Excerpts from a dataset

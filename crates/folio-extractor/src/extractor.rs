//! Core Extractor implementation

use crate::chunking::FragmentSplitter;
use crate::config::ExtractorConfig;
use crate::error::ExtractorError;
use crate::identity::{resolve_identity, IdentityStrategy};
use crate::normalize::normalize_text;
use crate::parser::parse_fragment_responses;
use crate::reconcile::{merge, PartialRecord};
use crate::summary::{extract_summary, extract_summary_fields};
use crate::table::{carry_table_header, extract_activities};
use folio_domain::StructuredRecord;
use tracing::{debug, info, warn};

/// The Extractor turns statement text into a [`StructuredRecord`]
#[derive(Debug, Clone, Default)]
pub struct Extractor {
    config: ExtractorConfig,
}

impl Extractor {
    /// Create a new Extractor
    pub fn new(config: ExtractorConfig) -> Self {
        Self { config }
    }

    /// Configuration in use
    pub fn config(&self) -> &ExtractorConfig {
        &self.config
    }

    fn check_length(&self, text: &str) -> Result<(), ExtractorError> {
        let len = text.chars().count();
        if len > self.config.max_text_length {
            return Err(ExtractorError::TextTooLong(len, self.config.max_text_length));
        }
        Ok(())
    }

    /// Extract a record from the whole text in one pass
    pub fn extract(&self, text: &str) -> Result<StructuredRecord, ExtractorError> {
        self.check_length(text)?;
        info!("Starting extraction, text length {}", text.len());

        let text = normalize_text(text);
        let identity = resolve_identity(&text, &IdentityStrategy::ALL);
        let summary = extract_summary(&text);
        let recent_activities = extract_activities(&text);

        info!(
            "Extraction complete: investor '{}', {} activities",
            identity.name,
            recent_activities.len()
        );

        Ok(StructuredRecord {
            investor_name: identity.name,
            pan: identity.pan,
            total_portfolio: summary.total_portfolio,
            mutual_funds_value: summary.mutual_funds_value,
            current_cost: summary.current_cost,
            unrealised_gain: summary.unrealised_gain,
            realised_gain: summary.realised_gain,
            abs_return: summary.abs_return,
            xirr: summary.xirr,
            change_in_a_day: summary.change_in_a_day,
            recent_activities,
            debt_fund_ratings: summary.debt_fund_ratings,
        })
    }

    /// Extract a partial record, keeping track of which fields were found
    pub fn extract_partial(&self, text: &str) -> Result<PartialRecord, ExtractorError> {
        self.check_length(text)?;
        Ok(partial_from_text(&normalize_text(text)))
    }

    /// Extract a record, splitting oversized text into fragments
    ///
    /// Fragments after the one opening the activities table get the table
    /// header repeated on top, so a long table keeps every row. Fragments are
    /// extracted concurrently on the blocking pool and merged in fragment
    /// order. A fragment task that fails is logged and skipped;
    /// only when every task fails is an error returned.
    pub async fn extract_fragmented(&self, text: &str) -> Result<StructuredRecord, ExtractorError> {
        self.check_length(text)?;

        let text = normalize_text(text);
        if text.chars().count() <= self.config.max_fragment_size {
            return self.extract(&text);
        }

        let splitter =
            FragmentSplitter::new(self.config.fragment_strategy, self.config.max_fragment_size);
        let fragments = carry_table_header(splitter.split(&text));
        info!(
            "Text exceeds max fragment size, split into {} fragments",
            fragments.len()
        );

        let handles: Vec<_> = fragments
            .into_iter()
            .map(|fragment| tokio::task::spawn_blocking(move || partial_from_text(&fragment)))
            .collect();
        let total = handles.len();

        let mut partials = Vec::with_capacity(total);
        for (idx, handle) in handles.into_iter().enumerate() {
            match handle.await {
                Ok(partial) => {
                    debug!("Fragment {}/{} extracted", idx + 1, total);
                    partials.push(partial);
                }
                Err(e) => warn!("Fragment {}/{} failed: {}", idx + 1, total, e),
            }
        }

        if partials.is_empty() && total > 0 {
            return Err(ExtractorError::Fragment(format!(
                "all {} fragment tasks failed",
                total
            )));
        }

        let record = merge(&partials);
        info!(
            "Fragmented extraction complete: {} of {} fragments merged, {} activities",
            partials.len(),
            total,
            record.recent_activities.len()
        );
        Ok(record)
    }

    /// Parse externally produced fragment responses and merge them
    ///
    /// Responses that fail to parse are dropped.
    pub fn merge_responses<S: AsRef<str>>(&self, responses: &[S]) -> StructuredRecord {
        let partials = parse_fragment_responses(responses);
        info!(
            "Merging {} of {} fragment responses",
            partials.len(),
            responses.len()
        );
        merge(&partials)
    }
}

/// Extract a partial record from already normalized text
fn partial_from_text(text: &str) -> PartialRecord {
    let identity = resolve_identity(text, &IdentityStrategy::ALL);
    let (investor_name, pan) = if identity.is_empty() {
        (None, None)
    } else {
        (Some(identity.name), Some(identity.pan))
    };
    let summary = extract_summary_fields(text);

    PartialRecord {
        investor_name,
        pan,
        total_portfolio: summary.total_portfolio,
        mutual_funds_value: summary.mutual_funds_value,
        current_cost: summary.current_cost,
        unrealised_gain: summary.unrealised_gain,
        realised_gain: summary.realised_gain,
        abs_return: summary.abs_return,
        xirr: summary.xirr,
        change_in_a_day: summary.change_in_a_day,
        recent_activities: extract_activities(text),
        debt_fund_ratings: summary
            .debt_fund_ratings
            .into_iter()
            .map(|(category, value)| (category.label().to_string(), value))
            .collect(),
    }
}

**WHAT YOU HAVE TO DO:** From the entries above, select each line containing the string "chars".

**WRITTEN ANSWER:**
        let len = text.chars().count();
        if text.chars().count() <= self.config.max_fragment_size {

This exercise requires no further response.